Build the project in dev mode:

maturin develop

or build the project in editable mode:

pip install -e icechunk@.

Rust Development Workflow

TODO

Roadmap

The initial release of Icechunk is just the beginning. We have a lot more planned for the format and the API.

Core format

The core format is where we’ve put most of our effort to date and we plan to continue work in this area. Leading up to the 1.0 release, we will be focused on stabilizing data structures for snapshots, chunk manifests, attribute files and references. We’ll also document and add more mechanisms for on-disk format evolution. The intention is to guarantee that any new version of Icechunk can always read repositories generated with any previous versions. We expect to evolve the spec and the Rust implementation as we stabilize things.

Optimizations

While the initial performance benchmarks of Icechunk are very encouraging, we know that we have only scratched the surface of what is possible. We are looking forward to investing in a number of optimizations that will really make Icechunk fly!

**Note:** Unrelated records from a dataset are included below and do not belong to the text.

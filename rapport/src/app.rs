//! Top-level handle wiring storage, reminders, groups and the registry together.

use crate::clock::{Clock, SystemClock};
use crate::config::{self, RapportConfig};
use crate::groups::GroupDirectory;
use crate::logging;
use crate::registry::RelationshipRegistry;
use crate::reminders::{NotificationLedger, ReminderRequest, ReminderScheduler};
use crate::storage::{self, SnapshotStore};
use crate::{RapportError, Result};
use chrono::NaiveDate;
use std::sync::Arc;

/// A loaded Rapport session
#[derive(Debug, Clone)]
pub struct Rapport {
    config: RapportConfig,
    store: Arc<dyn SnapshotStore>,
    clock: Arc<dyn Clock>,
    registry: RelationshipRegistry,
    groups: GroupDirectory,
    notifications: Arc<NotificationLedger>,
}

impl Rapport {
    /// Build a session on an explicit store and clock and load both
    /// collections. Logging is left untouched.
    pub async fn open(
        config: RapportConfig,
        store: Arc<dyn SnapshotStore>,
        clock: Arc<dyn Clock>,
    ) -> Result<Self> {
        config::validation::validate_config(&config)?;

        let notifications = Arc::new(NotificationLedger::new(store.clone(), clock.clone()));
        let scheduler = ReminderScheduler::new(notifications.clone())
            .with_selection(config.reminders.selection);
        let groups = GroupDirectory::new(store.clone());
        let policy = config
            .reminders
            .enabled
            .then(|| ReminderRequest::from(&config.reminders));
        let registry = RelationshipRegistry::new(
            store.clone(),
            scheduler,
            Arc::new(groups.clone()),
            clock.clone(),
        )
        .with_reminder_policy(policy);

        groups.refresh().await?;
        registry.refresh().await?;

        Ok(Self {
            config,
            store,
            clock,
            registry,
            groups,
            notifications,
        })
    }

    pub fn config(&self) -> &RapportConfig {
        &self.config
    }

    pub fn registry(&self) -> &RelationshipRegistry {
        &self.registry
    }

    pub fn groups(&self) -> &GroupDirectory {
        &self.groups
    }

    /// Pending reminders recorded by this session's notification backend
    pub fn notifications(&self) -> &NotificationLedger {
        &self.notifications
    }

    pub fn store(&self) -> &Arc<dyn SnapshotStore> {
        &self.store
    }

    pub fn today(&self) -> NaiveDate {
        self.clock.today()
    }

    /// Whether the snapshot store is usable
    pub async fn health_check(&self) -> bool {
        self.store.health_check().await.unwrap_or(false)
    }
}

/// Initialize Rapport with default configuration
pub async fn init_with_defaults() -> Result<Rapport> {
    let config = config::ConfigBuilder::defaults().build()?;
    init(config).await
}

/// Initialize logging and open a session with the configured snapshot store
/// and the system clock.
pub async fn init(config: RapportConfig) -> Result<Rapport> {
    // Ignore errors if tracing is already initialized
    let _ = logging::init(&config.logging);

    let store = storage::create_snapshot_store(&config).map_err(RapportError::from)?;
    let rapport = Rapport::open(config, store, Arc::new(SystemClock)).await?;

    tracing::info!(
        friends = rapport.registry.len().await,
        groups = rapport.groups.list().await.len(),
        "Rapport initialized"
    );
    Ok(rapport)
}

#[cfg(test)]
mod tests {
    use super::*;
    use crate::clock::ManualClock;
    use crate::config::ConfigBuilder;
    use crate::models::Name;
    use crate::storage::MemorySnapshotStore;

    #[tokio::test]
    async fn test_logged_contact_lands_in_ledger() {
        let config = ConfigBuilder::new()
            .with_memory_storage()
            .with_reminder_delay_days(14)
            .build()
            .unwrap();
        let clock = Arc::new(ManualClock::at_date(
            NaiveDate::from_ymd_opt(2024, 5, 1).unwrap(),
        ));
        let rapport = Rapport::open(config, Arc::new(MemorySnapshotStore::new()), clock.clone())
            .await
            .unwrap();

        let ada = rapport
            .registry()
            .add_friend(Name::new("Ada", "Lovelace"))
            .await
            .unwrap();
        let ada = rapport.registry().log_contact_now(&ada.id).await.unwrap();

        let pending = rapport.notifications().pending().await.unwrap();
        assert_eq!(pending.len(), 1);
        assert_eq!(Some(&pending[0].id), ada.notification_id.as_ref());
        assert_eq!(pending[0].fire_at, clock.now() + chrono::Duration::days(14));
        assert!(pending[0].body.contains("Ada"));

        rapport.registry().remove_relationship(&ada.id).await.unwrap();
        assert!(rapport.notifications().pending().await.unwrap().is_empty());
    }

    #[tokio::test]
    async fn test_disabled_reminders() {
        let config = ConfigBuilder::new()
            .with_memory_storage()
            .with_reminders_enabled(false)
            .build()
            .unwrap();
        let rapport = init(config).await.unwrap();
        assert!(rapport.registry().reminder_policy().is_none());
        assert!(rapport.health_check().await);
    }
}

  • Chunk compaction on write
  • Request batching and splitting
  • Manifest compression and serialization improvements
  • Manifest split heuristics
  • Bringing parts of the codec pipeline to the Rust side
  • Better caching, in memory and optionally on local disk
  • Performance statistics, tests, baseline and evolution

Other Utilities

On top of the foundation of the Icechunk format, we are looking to build a suite of other utilities that operate on data stored in Icechunk. Some examples:

  • Garbage collection - version controlled data has the potential to accumulate data that is no longer needed but is still included in the store. A garbage collection process will allow users to safely cleanup data from old versions of an Icechunk dataset.
  • Chunk compaction - data written by Zarr may result in many small chunks in object storage. A chunk compaction service will allow users to retroactively compact small chunks into larger objects (similar to Zarr’s sharding format), resulting in potential performance improvements and fewer objects in storage.
  • Manifest optimization - knowing how the data is queried would allow to optimize the shape and splits of the chunk manifests, in such a way as to minimize the amount of data needed to execute the most frequent queries.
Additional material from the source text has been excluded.